▶ Dataset entries

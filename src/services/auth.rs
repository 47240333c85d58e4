use crate::{
    errors::AuthError,
    models::{
        Scope,
        user::{Role, UserModel},
    },
    store::user::UserRepository,
};
use argon2::{
    Argon2,
    password_hash::{PasswordHash, PasswordHasher, PasswordVerifier, SaltString, rand_core::OsRng},
};
use jsonwebtoken::{DecodingKey, EncodingKey, Header, Validation, decode, encode};
use secrecy::{ExposeSecret, SecretString};
use serde::{Deserialize, Serialize};
use std::fmt::Display;
use std::sync::Arc;
use tracing::instrument;
use uuid::Uuid;

pub const MIN_PASSWORD_LENGTH: usize = 8;

pub struct Keys {
    encoding: EncodingKey,
    decoding: DecodingKey,
}

impl Keys {
    pub fn new(secret: &[u8]) -> Self {
        Self {
            encoding: EncodingKey::from_secret(secret),
            decoding: DecodingKey::from_secret(secret),
        }
    }
}

impl std::fmt::Debug for Keys {
    fn fmt(&self, f: &mut std::fmt::Formatter<'_>) -> std::fmt::Result {
        f.write_str("Keys(..)")
    }
}

#[derive(Debug, Clone, Serialize, Deserialize)]
pub struct Claims {
    pub sub: String,
    pub role: Role,
    pub exp: usize,
}

impl Claims {
    pub fn user_id(&self) -> Result<Uuid, AuthError> {
        Uuid::parse_str(&self.sub).map_err(|_| AuthError::InvalidToken)
    }

    pub fn is_admin(&self) -> bool {
        self.role == Role::Admin
    }

    /// Admins act on every row, everyone else on their own.
    pub fn scope(&self) -> Result<Scope, AuthError> {
        if self.is_admin() {
            Ok(Scope::All)
        } else {
            Ok(Scope::Owner(self.user_id()?))
        }
    }
}

impl Display for Claims {
    fn fmt(&self, f: &mut std::fmt::Formatter<'_>) -> std::fmt::Result {
        write!(f, "User: {} ({})", self.sub, self.role.as_str())
    }
}

#[derive(Clone, Debug)]
pub struct AuthService {
    repo: UserRepository,
    keys: Arc<Keys>,
    token_ttl: chrono::Duration,
}

impl AuthService {
    pub fn new(repo: UserRepository, jwt_secret: &SecretString, token_ttl_hours: i64) -> Self {
        Self {
            repo,
            keys: Arc::new(Keys::new(jwt_secret.expose_secret().as_bytes())),
            token_ttl: chrono::Duration::hours(token_ttl_hours),
        }
    }

    #[instrument(name = "AuthService: Register", skip(self, password), fields(user_email = %email))]
    pub async fn register(
        &self,
        email: &str,
        password: &str,
        name: Option<&str>,
    ) -> Result<Uuid, AuthError> {
        let email = email.trim().to_lowercase();
        if email.is_empty() || password.is_empty() {
            return Err(AuthError::MissingCredentials);
        }
        if password.chars().count() < MIN_PASSWORD_LENGTH {
            return Err(AuthError::WeakPassword);
        }

        let salt = SaltString::generate(&mut OsRng);
        let hash = Argon2::default()
            .hash_password(password.as_bytes(), &salt)
            .map_err(|e| {
                tracing::error!("Failed to hash password: {:?}", e);
                AuthError::Internal
            })?
            .to_string();

        self.repo
            .create_user(&email, &hash, name)
            .await
            .map_err(|e| match e.downcast_ref::<sqlx::Error>() {
                Some(sqlx::Error::Database(db)) if db.is_unique_violation() => {
                    tracing::warn!("Registration failed: email already taken");
                    AuthError::UserAlreadyExists
                }
                _ => {
                    tracing::error!("Database error during registration: {:?}", e);
                    AuthError::Internal
                }
            })
    }

    #[instrument(
        name = "AuthService: Login attempt",
        skip(self, password),
        fields(user_email = %email)
    )]
    pub async fn login(&self, email: &str, password: &str) -> Result<UserModel, AuthError> {
        if email.trim().is_empty() || password.is_empty() {
            return Err(AuthError::MissingCredentials);
        }

        // 1. Fetch User
        let user = self
            .repo
            .find_by_email(&email.trim().to_lowercase())
            .await
            .map_err(|e| {
                tracing::error!("Database error during login: {:?}", e);
                AuthError::Internal
            })?;

        let user = match user {
            Some(u) => u,
            None => {
                tracing::warn!("Login failed: User not found");
                return Err(AuthError::WrongCredentials);
            }
        };

        // 2. Parse Hash
        let parsed_hash = PasswordHash::new(&user.password_hash).map_err(|e| {
            tracing::error!("Critical: Failed to parse password hash from DB: {:?}", e);
            AuthError::Internal
        })?;

        // 3. Verify Password
        if Argon2::default()
            .verify_password(password.as_bytes(), &parsed_hash)
            .is_err()
        {
            tracing::warn!("Login failed: Invalid password provided");
            return Err(AuthError::WrongCredentials);
        }

        if !user.is_active {
            tracing::warn!("Login failed: account disabled");
            return Err(AuthError::AccountDisabled);
        }

        tracing::info!("User authenticated successfully");
        Ok(user)
    }

    pub fn issue_token(&self, user: &UserModel) -> Result<String, AuthError> {
        let claims = Claims {
            sub: user.id.to_string(),
            role: user.role,
            exp: (chrono::Utc::now() + self.token_ttl).timestamp() as usize,
        };
        encode(&Header::default(), &claims, &self.keys.encoding).map_err(|e| {
            tracing::error!("JWT Encoding failed: {:?}", e);
            AuthError::TokenCreation
        })
    }

    pub fn verify_token(&self, token: &str) -> Result<Claims, AuthError> {
        decode::<Claims>(token, &self.keys.decoding, &Validation::default())
            .map(|data| data.claims)
            .map_err(|e| {
                tracing::warn!("JWT decoding failed: {:?}", e);
                AuthError::InvalidToken
            })
    }

    /// Re-reads the account behind verified `claims`: deleted accounts are
    /// 401, disabled ones 403, and the role always comes from the row.
    #[instrument(name = "AuthService: Refresh claims", skip(self), fields(user = %claims))]
    pub async fn refresh_claims(&self, claims: Claims) -> Result<Claims, AuthError> {
        let user = self
            .repo
            .find_by_id(claims.user_id()?)
            .await
            .map_err(|e| {
                tracing::error!("Database error while loading session user: {:?}", e);
                AuthError::Internal
            })?
            .ok_or_else(|| {
                tracing::warn!("Session refers to a deleted account");
                AuthError::InvalidToken
            })?;

        if !user.is_active {
            tracing::warn!("Session refused: account disabled");
            return Err(AuthError::AccountDisabled);
        }

        Ok(Claims {
            role: user.role,
            ..claims
        })
    }
}

#[cfg(test)]
mod tests {
    use super::*;
    use crate::models::user::UpdateUser;
    use sqlx::postgres::PgPoolOptions;

    pub(crate) fn service() -> AuthService {
        let pool = PgPoolOptions::new().connect_lazy("postgres://localhost/unused").unwrap();
        AuthService::new(
            UserRepository::new(pool),
            &SecretString::from("test-secret"),
            1,
        )
    }

    fn user(role: Role) -> UserModel {
        UserModel {
            id: Uuid::new_v4(),
            email: "ada@example.com".into(),
            password_hash: String::new(),
            name: None,
            role,
            group_id: None,
            is_active: true,
            created_at: chrono::Utc::now(),
        }
    }

    #[tokio::test]
    async fn issued_tokens_verify_and_carry_the_role() {
        let auth = service();
        let admin = user(Role::Admin);
        let token = auth.issue_token(&admin).unwrap();

        let claims = auth.verify_token(&token).unwrap();
        assert_eq!(claims.user_id().unwrap(), admin.id);
        assert!(claims.is_admin());
        assert_eq!(claims.scope().unwrap(), Scope::All);
    }

    #[tokio::test]
    async fn regular_users_are_scoped_to_themselves() {
        let auth = service();
        let member = user(Role::User);
        let claims = auth.verify_token(&auth.issue_token(&member).unwrap()).unwrap();
        assert_eq!(claims.scope().unwrap(), Scope::Owner(member.id));
    }

    #[tokio::test]
    async fn tokens_signed_with_another_secret_are_rejected() {
        let other = AuthService::new(
            UserRepository::new(
                PgPoolOptions::new().connect_lazy("postgres://localhost/unused").unwrap(),
            ),
            &SecretString::from("another-secret"),
            1,
        );
        let token = other.issue_token(&user(Role::User)).unwrap();
        assert!(matches!(
            service().verify_token(&token),
            Err(AuthError::InvalidToken)
        ));
    }

    #[tokio::test]
    async fn registration_validates_before_touching_the_database() {
        let auth = service();
        assert!(matches!(
            auth.register("", "password123", None).await,
            Err(AuthError::MissingCredentials)
        ));
        assert!(matches!(
            auth.register("ada@example.com", "short", None).await,
            Err(AuthError::WeakPassword)
        ));
        assert!(matches!(
            auth.login("ada@example.com", "").await,
            Err(AuthError::MissingCredentials)
        ));
    }

    async fn stored_claims(pool: &sqlx::PgPool, auth: &AuthService, email: &str) -> Claims {
        let repo = UserRepository::new(pool.clone());
        let id = repo.create_user(email, "hash", None).await.unwrap();
        let user = repo.find_by_id(id).await.unwrap().unwrap();
        auth.verify_token(&auth.issue_token(&user).unwrap()).unwrap()
    }

    fn service_over(pool: &sqlx::PgPool) -> AuthService {
        AuthService::new(
            UserRepository::new(pool.clone()),
            &SecretString::from("test-secret"),
            1,
        )
    }

    #[sqlx::test(migrations = "./migrations")]
    #[ignore = "requires postgres (DATABASE_URL)"]
    async fn disabled_accounts_lose_their_sessions(pool: sqlx::PgPool) {
        let auth = service_over(&pool);
        let claims = stored_claims(&pool, &auth, "ada@example.com").await;
        assert!(auth.refresh_claims(claims.clone()).await.is_ok());

        let disable = UpdateUser {
            is_active: Some(false),
            ..UpdateUser::default()
        };
        UserRepository::new(pool.clone())
            .update(claims.user_id().unwrap(), &disable)
            .await
            .unwrap();
        assert!(matches!(
            auth.refresh_claims(claims).await,
            Err(AuthError::AccountDisabled)
        ));
    }

    #[sqlx::test(migrations = "./migrations")]
    #[ignore = "requires postgres (DATABASE_URL)"]
    async fn deleted_accounts_lose_their_sessions(pool: sqlx::PgPool) {
        let auth = service_over(&pool);
        let claims = stored_claims(&pool, &auth, "ada@example.com").await;
        UserRepository::new(pool.clone())
            .delete(claims.user_id().unwrap())
            .await
            .unwrap();
        assert!(matches!(
            auth.refresh_claims(claims).await,
            Err(AuthError::InvalidToken)
        ));
    }

    #[sqlx::test(migrations = "./migrations")]
    #[ignore = "requires postgres (DATABASE_URL)"]
    async fn demoted_admins_get_the_stored_role(pool: sqlx::PgPool) {
        let auth = service_over(&pool);
        // first account is the admin
        let claims = stored_claims(&pool, &auth, "root@example.com").await;
        assert!(claims.is_admin());

        let demote = UpdateUser {
            role: Some(Role::User),
            ..UpdateUser::default()
        };
        UserRepository::new(pool.clone())
            .update(claims.user_id().unwrap(), &demote)
            .await
            .unwrap();
        let refreshed = auth.refresh_claims(claims).await.unwrap();
        assert!(!refreshed.is_admin());
    }
}
use crate::models::{Scope, category::CategoryModel};
use sqlx::{Pool, Postgres};
use uuid::Uuid;

#[derive(Clone, Debug)]
pub struct CategoryRepository {
    pool: Pool<Postgres>,
}

impl CategoryRepository {
    pub fn new(pool: Pool<Postgres>) -> Self {
        Self { pool }
    }

    pub async fn create(
        &self,
        user_id: Uuid,
        name: &str,
        color: Option<&str>,
    ) -> anyhow::Result<CategoryModel> {
        let category = sqlx::query_as::<_, CategoryModel>(
            "INSERT INTO categories (id, user_id, name, color) VALUES ($1, $2, $3, $4)
            RETURNING id, user_id, name, color, created_at",
        )
        .bind(Uuid::new_v4())
        .bind(user_id)
        .bind(name)
        .bind(color)
        .fetch_one(&self.pool)
        .await?;
        Ok(category)
    }

    pub async fn list(&self, scope: Scope) -> anyhow::Result<Vec<CategoryModel>> {
        let categories = sqlx::query_as::<_, CategoryModel>(
            "SELECT id, user_id, name, color, created_at FROM categories
            WHERE ($1::uuid IS NULL OR user_id = $1)
            ORDER BY name",
        )
        .bind(scope.owner())
        .fetch_all(&self.pool)
        .await?;
        Ok(categories)
    }

    pub async fn find(&self, scope: Scope, id: Uuid) -> anyhow::Result<Option<CategoryModel>> {
        let category = sqlx::query_as::<_, CategoryModel>(
            "SELECT id, user_id, name, color, created_at FROM categories
            WHERE id = $1 AND ($2::uuid IS NULL OR user_id = $2)",
        )
        .bind(id)
        .bind(scope.owner())
        .fetch_optional(&self.pool)
        .await?;
        Ok(category)
    }

    pub async fn update(
        &self,
        scope: Scope,
        id: Uuid,
        name: &str,
        color: Option<&str>,
    ) -> anyhow::Result<Option<CategoryModel>> {
        let category = sqlx::query_as::<_, CategoryModel>(
            "UPDATE categories SET name = $3, color = $4
            WHERE id = $1 AND ($2::uuid IS NULL OR user_id = $2)
            RETURNING id, user_id, name, color, created_at",
        )
        .bind(id)
        .bind(scope.owner())
        .bind(name)
        .bind(color)
        .fetch_optional(&self.pool)
        .await?;
        Ok(category)
    }

    /// QR codes and short URLs in the category become uncategorized.
    pub async fn delete(&self, scope: Scope, id: Uuid) -> anyhow::Result<bool> {
        let result =
            sqlx::query("DELETE FROM categories WHERE id = $1 AND ($2::uuid IS NULL OR user_id = $2)")
                .bind(id)
                .bind(scope.owner())
                .execute(&self.pool)
                .await?;
        Ok(result.rows_affected() > 0)
    }
}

▶ Instructions for the task
Only the count is wanted: report how many lines of the material above hold the word "decode".

▶ Result
2